+++ Data shown +++

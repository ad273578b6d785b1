//! Post workflow: authoring, editing, deleting and commenting.
//!
//! Every successful write that changes which posts a feed shows is followed
//! by an invalidation of those feeds before the call returns.

use std::sync::Arc;

use thiserror::Error;
use tracing::info;
use uuid::Uuid;

use crate::application::repos::{
    CommentsRepo, CreateCommentParams, CreatePostParams, FollowsRepo, GroupsRepo, PostsRepo,
    PostsWriteRepo, RepoError, UpdatePostParams,
};
use crate::cache::{CacheTrigger, PostScopes};
use crate::domain::entities::{CommentRecord, GroupRecord, PostRecord, UserRecord};
use crate::domain::error::DomainError;
use crate::domain::posts;

#[derive(Debug, Error)]
pub enum PostError {
    #[error("{entity} not found")]
    NotFound { entity: &'static str },
    #[error("only the author may {action} this post")]
    Forbidden { action: &'static str },
    #[error("{0}")]
    Validation(String),
    #[error(transparent)]
    Repo(RepoError),
}

impl From<RepoError> for PostError {
    fn from(err: RepoError) -> Self {
        match err {
            RepoError::NotFound => PostError::NotFound { entity: "post" },
            RepoError::InvalidInput { message } => PostError::Validation(message),
            other => PostError::Repo(other),
        }
    }
}

impl From<DomainError> for PostError {
    fn from(err: DomainError) -> Self {
        match err {
            DomainError::NotFound { entity } => PostError::NotFound { entity },
            DomainError::NotAuthor { action } => PostError::Forbidden { action },
            DomainError::Validation { message } | DomainError::Invariant { message } => {
                PostError::Validation(message)
            }
        }
    }
}

/// Submitted post form fields.
#[derive(Debug, Clone, Default)]
pub struct PostInput {
    pub text: String,
    /// Blank or absent means the post belongs to no group.
    pub group_slug: Option<String>,
    pub image: Option<String>,
}

#[derive(Debug, Clone)]
pub struct PostDetail {
    pub post: PostRecord,
    pub author_post_count: u64,
    pub comments: Vec<CommentRecord>,
    pub is_edit_allowed: bool,
}

#[derive(Clone)]
pub struct PostService {
    reader: Arc<dyn PostsRepo>,
    writer: Arc<dyn PostsWriteRepo>,
    groups: Arc<dyn GroupsRepo>,
    comments: Arc<dyn CommentsRepo>,
    follows: Arc<dyn FollowsRepo>,
    cache: CacheTrigger,
}

impl PostService {
    pub fn new(
        reader: Arc<dyn PostsRepo>,
        writer: Arc<dyn PostsWriteRepo>,
        groups: Arc<dyn GroupsRepo>,
        comments: Arc<dyn CommentsRepo>,
        follows: Arc<dyn FollowsRepo>,
        cache: CacheTrigger,
    ) -> Self {
        Self {
            reader,
            writer,
            groups,
            comments,
            follows,
            cache,
        }
    }

    pub async fn list_groups(&self) -> Result<Vec<GroupRecord>, PostError> {
        Ok(self.groups.list_groups().await?)
    }

    pub async fn create_post(
        &self,
        author: &UserRecord,
        input: PostInput,
    ) -> Result<PostRecord, PostError> {
        let text = posts::normalize_post_text(&input.text)?;
        let image = posts::normalize_image_path(input.image.as_deref())?;
        let group = self.resolve_group(input.group_slug.as_deref()).await?;

        let post = self
            .writer
            .create_post(CreatePostParams {
                author_id: author.id,
                text,
                group_id: group.map(|group| group.id),
                image,
            })
            .await?;

        let scopes = self.post_scopes(&post).await?;
        self.cache.post_created(post.id, scopes);

        info!(
            post_id = %post.id,
            author = %post.author_username,
            label = %posts::short_label(&post.text),
            "Post created"
        );
        Ok(post)
    }

    /// The post, provided `editor` wrote it.
    pub async fn post_for_edit(
        &self,
        editor: &UserRecord,
        post_id: Uuid,
    ) -> Result<PostRecord, PostError> {
        let post = self.require_post(post_id).await?;
        ensure_author(editor, &post, "edit")?;
        Ok(post)
    }

    pub async fn edit_post(
        &self,
        editor: &UserRecord,
        post_id: Uuid,
        input: PostInput,
    ) -> Result<PostRecord, PostError> {
        let existing = self.post_for_edit(editor, post_id).await?;

        let text = posts::normalize_post_text(&input.text)?;
        let image = posts::normalize_image_path(input.image.as_deref())?;
        let group = self.resolve_group(input.group_slug.as_deref()).await?;

        let updated = self
            .writer
            .update_post(UpdatePostParams {
                id: existing.id,
                text,
                group_id: group.map(|group| group.id),
                image,
            })
            .await?;

        let scopes = self.post_scopes(&updated).await?;
        self.cache
            .post_updated(updated.id, existing.group_slug.clone(), scopes);

        info!(post_id = %updated.id, author = %updated.author_username, "Post updated");
        Ok(updated)
    }

    pub async fn delete_post(&self, actor: &UserRecord, post_id: Uuid) -> Result<(), PostError> {
        let post = self.require_post(post_id).await?;
        ensure_author(actor, &post, "delete")?;

        let scopes = self.post_scopes(&post).await?;
        if !self.writer.delete_post(post.id).await? {
            return Err(PostError::NotFound { entity: "post" });
        }
        self.cache.post_deleted(post.id, scopes);

        info!(post_id = %post.id, author = %post.author_username, "Post deleted");
        Ok(())
    }

    pub async fn add_comment(
        &self,
        author: &UserRecord,
        post_id: Uuid,
        text: &str,
    ) -> Result<CommentRecord, PostError> {
        let post = self.require_post(post_id).await?;
        let text = posts::normalize_comment_text(text)?;

        let comment = self
            .comments
            .create_comment(CreateCommentParams {
                post_id: post.id,
                author_id: author.id,
                text,
            })
            .await?;

        info!(post_id = %post.id, comment_id = %comment.id, "Comment added");
        Ok(comment)
    }

    pub async fn post_detail(
        &self,
        post_id: Uuid,
        viewer: Option<&UserRecord>,
    ) -> Result<PostDetail, PostError> {
        let post = self.require_post(post_id).await?;
        let author_post_count = self.reader.count_posts_by_author(post.author_id).await?;
        let comments = self.comments.list_comments(post.id).await?;
        let is_edit_allowed = viewer.is_some_and(|viewer| viewer.id == post.author_id);

        Ok(PostDetail {
            post,
            author_post_count,
            comments,
            is_edit_allowed,
        })
    }

    async fn require_post(&self, post_id: Uuid) -> Result<PostRecord, PostError> {
        self.reader
            .find_post_by_id(post_id)
            .await?
            .ok_or(PostError::NotFound { entity: "post" })
    }

    async fn resolve_group(&self, slug: Option<&str>) -> Result<Option<GroupRecord>, PostError> {
        let Some(slug) = slug.map(str::trim).filter(|slug| !slug.is_empty()) else {
            return Ok(None);
        };
        match self.groups.find_group_by_slug(slug).await? {
            Some(group) => Ok(Some(group)),
            None => Err(PostError::Validation(format!("unknown group `{slug}`"))),
        }
    }

    async fn post_scopes(&self, post: &PostRecord) -> Result<PostScopes, PostError> {
        let followers = self.follows.list_follower_ids(post.author_id).await?;
        Ok(PostScopes {
            author: post.author_username.clone(),
            group: post.group_slug.clone(),
            followers,
        })
    }
}

fn ensure_author(
    user: &UserRecord,
    post: &PostRecord,
    action: &'static str,
) -> Result<(), DomainError> {
    if user.id == post.author_id {
        Ok(())
    } else {
        Err(DomainError::not_author(action))
    }
}
mod common;

use sqlx::SqlitePool;
use yatube::application::repos::{FollowsRepo, RepoError};
use yatube::application::subscriptions::SubscriptionError;

use common::TestApp;

#[sqlx::test(migrations = "./migrations")]
async fn follow_then_duplicate_is_conflict(pool: SqlitePool) {
    let app = TestApp::new(pool);
    let follower = app.user("follower").await;
    let author = app.user("author").await;

    app.subscriptions
        .follow(follower.id, author.id)
        .await
        .expect("first follow succeeds");
    assert!(
        app.subscriptions
            .is_following(follower.id, author.id)
            .await
            .expect("lookup")
    );

    let second = app.subscriptions.follow(follower.id, author.id).await;
    assert!(matches!(second, Err(SubscriptionError::Conflict)));
}

#[sqlx::test(migrations = "./migrations")]
async fn self_follow_is_invalid_operation(pool: SqlitePool) {
    let app = TestApp::new(pool);
    let user = app.user("narcissus").await;

    let result = app.subscriptions.follow(user.id, user.id).await;
    assert!(matches!(
        result,
        Err(SubscriptionError::InvalidOperation(_))
    ));
    assert!(
        !app.subscriptions
            .is_following(user.id, user.id)
            .await
            .expect("lookup")
    );
}

#[sqlx::test(migrations = "./migrations")]
async fn database_rejects_raw_self_follow(pool: SqlitePool) {
    let app = TestApp::new(pool);
    let user = app.user("narcissus").await;

    let result = app.repos.create_follow(user.id, user.id).await;
    assert!(
        matches!(result, Err(RepoError::Integrity { .. })),
        "unexpected result: {result:?}"
    );
}

#[sqlx::test(migrations = "./migrations")]
async fn database_rejects_raw_duplicate_follow(pool: SqlitePool) {
    let app = TestApp::new(pool);
    let follower = app.user("follower").await;
    let author = app.user("author").await;

    app.repos
        .create_follow(follower.id, author.id)
        .await
        .expect("first insert");
    let result = app.repos.create_follow(follower.id, author.id).await;
    assert!(
        matches!(result, Err(RepoError::Duplicate { .. })),
        "unexpected result: {result:?}"
    );
}

#[sqlx::test(migrations = "./migrations")]
async fn unfollow_removes_relation_and_is_idempotent(pool: SqlitePool) {
    let app = TestApp::new(pool);
    let follower = app.user("follower").await;
    let author = app.user("author").await;

    app.subscriptions
        .follow(follower.id, author.id)
        .await
        .expect("follow");

    let removed = app
        .subscriptions
        .unfollow(follower.id, author.id)
        .await
        .expect("unfollow");
    assert!(removed);
    assert!(
        !app.subscriptions
            .is_following(follower.id, author.id)
            .await
            .expect("lookup")
    );

    let removed_again = app
        .subscriptions
        .unfollow(follower.id, author.id)
        .await
        .expect("second unfollow is a no-op");
    assert!(!removed_again);
}

#[sqlx::test(migrations = "./migrations")]
async fn follow_by_unknown_username_is_not_found(pool: SqlitePool) {
    let app = TestApp::new(pool);
    let follower = app.user("follower").await;

    let result = app
        .subscriptions
        .follow_by_username(&follower, "ghost")
        .await;
    assert!(matches!(
        result,
        Err(SubscriptionError::NotFound { entity: "author" })
    ));
}

#[sqlx::test(migrations = "./migrations")]
async fn following_is_directional(pool: SqlitePool) {
    let app = TestApp::new(pool);
    let a = app.user("alice").await;
    let b = app.user("bob").await;

    app.subscriptions.follow(a.id, b.id).await.expect("follow");

    let forward = app.subscriptions.is_following(a.id, b.id).await;
    let backward = app.subscriptions.is_following(b.id, a.id).await;
    assert!(forward.expect("lookup"));
    assert!(!backward.expect("lookup"));
    app.subscriptions
        .follow(b.id, a.id)
        .await
        .expect("reverse follow is a separate relation");
}

#[sqlx::test(migrations = "./migrations")]
async fn concurrent_follows_of_one_pair_store_a_single_row(pool: SqlitePool) {
    let app = TestApp::new(pool);
    let follower = app.user("follower").await;
    let author = app.user("author").await;
    let (user_id, author_id) = (follower.id, author.id);

    let attempts: Vec<_> = (0..16)
        .map(|_| {
            let service = app.subscriptions.clone();
            tokio::spawn(async move { service.follow(user_id, author_id).await })
        })
        .collect();

    let mut created = 0;
    let mut conflicts = 0;
    for attempt in attempts {
        match attempt.await.expect("follow task") {
            Ok(_) => created += 1,
            Err(SubscriptionError::Conflict) => conflicts += 1,
            Err(other) => panic!("unexpected follow error: {other:?}"),
        }
    }
    assert_eq!((created, conflicts), (1, 15));

    let followers = app
        .repos
        .list_follower_ids(author_id)
        .await
        .expect("followers");
    assert_eq!(followers, vec![user_id]);
}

+++

The exercise is to copy out every line above that has the word "None" in it.

            return Ok(None);
            None => Err(PostError::Validation(format!("unknown group `{slug}`"))),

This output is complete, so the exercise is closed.